Benchmarks at a Glance

KPITarget
Call answer rate (peak hours)Above 85%
Same-day service completion rateAbove 90%
Service call close rate75 to 90%
Replacement conversion rate per tech15 to 25%
Callback rateBelow 5%
Gross margin: service work55 to 70%
Gross margin: replacement and installation35 to 50%
Cost per booked job (paid channels)Below $45
Revenue per tech per day$1,200 to $2,500
Review rate per completed job8 to 12%

CRM Options: Jobber, Housecall Pro, and ServiceTitan

Jobber covers the basics for shops under 5 techs. Lead source attribution, revenue tracking, and quote reporting are solid. Replacement conversion rate per tech and callback rate require manual calculation from exports. Jobber pricing starts at $49/month.

Housecall Pro handles multi-tech dispatch better than Jobber for shops running 5 to 15 techs. Per-tech job count and revenue metrics are accessible within the reporting section. Callback rate tracking is not native on any plan. Housecall Pro pricing starts at $79/month.

ServiceTitan is the standard for shops over $3M. The flat-rate price book, tiered estimate presentation, and per-tech performance dashboards are the strongest in the category. A1 Garage Door's 89% booking rate and 62% close rate are built on ServiceTitan infrastructure. ServiceTitan pricing starts at $400-plus per month; see the best dashboard for garage door business for the visual rollup.

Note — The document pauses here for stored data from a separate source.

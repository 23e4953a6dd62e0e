//! Endpoint derivation.
//!
//! The secondary endpoint comes from the primary's `get_config` payload:
//!
//! ```text
//! { "status": "success",
//!   "config": { "neuro_sama": { "server_settings": { "host": ..., "port": ... } } } }
//! ```
//!
//! An absent, empty or zero host/port falls back to the configured default.
//! The tertiary endpoint is the secondary endpoint with the admin path
//! replaced by the chat path.

use serde_json::Value;
use switchboard_core::CascadeError;
use switchboard_core::constants;
use switchboard_settings::SwitchboardSettings;

/// Pointer to the secondary's server settings inside the config.
const SERVER_SETTINGS_POINTER: &str = "/neuro_sama/server_settings";

/// Dotted name of the same section, for errors.
const SERVER_SETTINGS_PATH: &str = "neuro_sama.server_settings";

/// Defaults and path conventions for derived endpoints.
#[derive(Clone, Debug, PartialEq, Eq)]
pub struct EndpointRules {
    /// Host used when the config has none.
    pub default_host: String,
    /// Port used when the config has none.
    pub default_port: u16,
    /// Path of an admin endpoint.
    pub admin_path: String,
    /// Path of the push-event endpoint.
    pub chat_path: String,
}

impl Default for EndpointRules {
    fn default() -> Self {
        Self {
            default_host: constants::DEFAULT_SECONDARY_HOST.to_string(),
            default_port: constants::DEFAULT_SECONDARY_PORT,
            admin_path: constants::ADMIN_PATH.to_string(),
            chat_path: constants::CHAT_PATH.to_string(),
        }
    }
}

impl EndpointRules {
    /// Rules from loaded settings.
    pub fn from_settings(settings: &SwitchboardSettings) -> Self {
        Self {
            default_host: settings.secondary.default_host.clone(),
            default_port: settings.secondary.default_port,
            admin_path: settings.secondary.admin_path.clone(),
            chat_path: settings.tertiary.chat_path.clone(),
        }
    }
}

/// A successfully fetched config and the secondary endpoint it names.
#[derive(Clone, Debug, PartialEq)]
pub struct SecondaryTarget {
    /// `ws://{host}:{port}{admin_path}`.
    pub url: String,
    /// The `config` object of the payload.
    pub config: Value,
}

/// Derive the secondary endpoint from a `get_config` response payload.
pub fn secondary_endpoint(
    payload: &Value,
    rules: &EndpointRules,
) -> Result<SecondaryTarget, CascadeError> {
    if payload.get("status").and_then(Value::as_str) != Some("success") {
        let message = match payload.get("message") {
            Some(Value::String(s)) => s.clone(),
            Some(Value::Null) | None => "no message".to_string(),
            Some(other) => other.to_string(),
        };
        return Err(CascadeError::ConfigRejected { message });
    }

    let config = payload.get("config").cloned().unwrap_or(Value::Null);
    let settings = config
        .pointer(SERVER_SETTINGS_POINTER)
        .filter(|v| is_present(v))
        .ok_or_else(|| CascadeError::ConfigIncomplete {
            missing: SERVER_SETTINGS_PATH.to_string(),
        })?;

    let host = settings
        .get("host")
        .and_then(scalar_text)
        .unwrap_or_else(|| rules.default_host.clone());
    let port = settings
        .get("port")
        .and_then(scalar_text)
        .unwrap_or_else(|| rules.default_port.to_string());

    Ok(SecondaryTarget {
        url: format!("ws://{host}:{port}{}", rules.admin_path),
        config,
    })
}

/// Derive the tertiary endpoint from the secondary endpoint.
///
/// Replaces the first occurrence of the admin path. `None` when the
/// secondary endpoint does not contain it.
pub fn tertiary_endpoint(secondary_url: &str, rules: &EndpointRules) -> Option<String> {
    secondary_url
        .contains(rules.admin_path.as_str())
        .then(|| secondary_url.replacen(rules.admin_path.as_str(), &rules.chat_path, 1))
}

/// A non-empty string, non-zero number or `true`, as URL text.
///
/// Empty, zero, `false`, `null` and containers yield `None` so the default
/// applies.
fn scalar_text(value: &Value) -> Option<String> {
    match value {
        Value::String(s) if !s.is_empty() => Some(s.clone()),
        Value::Number(n) if n.as_f64() != Some(0.0) => Some(n.to_string()),
        Value::Bool(true) => Some("true".to_string()),
        _ => None,
    }
}

/// Anything but `null` and `false` counts as a present section.
fn is_present(value: &Value) -> bool {
    !matches!(value, Value::Null | Value::Bool(false))
}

How Clint Answers These KPI Questions

Clint connects to your CRM and answers KPI questions in plain text without requiring a custom report, export, or spreadsheet.

The questions Clint handles that native CRMs make difficult: replacement conversion rate per tech (requires joining job type, estimate status, and tech assignment across multiple records), callback rate by tech (requires identifying return visits within 30 days of an original service call for the same address), and open replacement estimates with no follow-up logged (requires joining estimate age with outbound contact activity).

Each of these queries is answerable in under 15 seconds when you text Clint. Each requires 20 to 45 minutes of manual spreadsheet work in Jobber, Housecall Pro, or ServiceTitan.

Text Clint: "Which tech has the highest replacement conversion rate this month, and what is their callback rate compared to shop average?"

Sources

Frequently Asked Questions

4 questions home service owners actually ask about this.

  • 01Why is peak-hour call answer rate more important than total call answer rate?

    Because garage door failure is time-sensitive and concentrated in two windows: 7am to 10am (leaving for work) and 5pm to 8pm (returning home). A homeowner who cannot open their garage at 7:15am is not waiting until noon to book a service call. They are searching and calling until someone picks up. Your overall call answer rate can look acceptable while your peak-window answer rate is losing 20 to 30% of your highest-intent callers.

  • 02What counts as a callback for KPI tracking purposes?

    A callback is a return service call to the same address within 30 days where the customer reports that the problem from the original visit was not resolved. Do not count: warranty replacement visits for parts with documented failure modes, new unrelated issues at the same address, or scheduled follow-up visits that were part of the original job scope. Track callbacks as a percentage of completed service calls, not as a raw count.

  • 03How do I calculate service-to-replacement conversion rate?

    Divide the number of service calls where the tech's replacement recommendation was accepted and a replacement job was completed by the total number of service calls completed. Do this per tech, not shop-wide. If a tech completed 40 service calls and 7 of those became replacements, their conversion rate is 17.5%. Most CRMs do not calculate this natively. It requires joining job type (service) with follow-up job type (replacement) at the same address within a defined window, typically 14 days.

  • 04What is a healthy gross margin for a garage door business?

    Track by category rather than blended. Service work (spring repair, cable, opener service): 55 to 70%. Replacement (new units, full door): 35 to 50%. New installation: 30 to 45%. A month heavy in replacement volume will show lower blended margin even if each category hit its target. Use blended margin as a check but make your pricing and operational decisions based on per-category margin.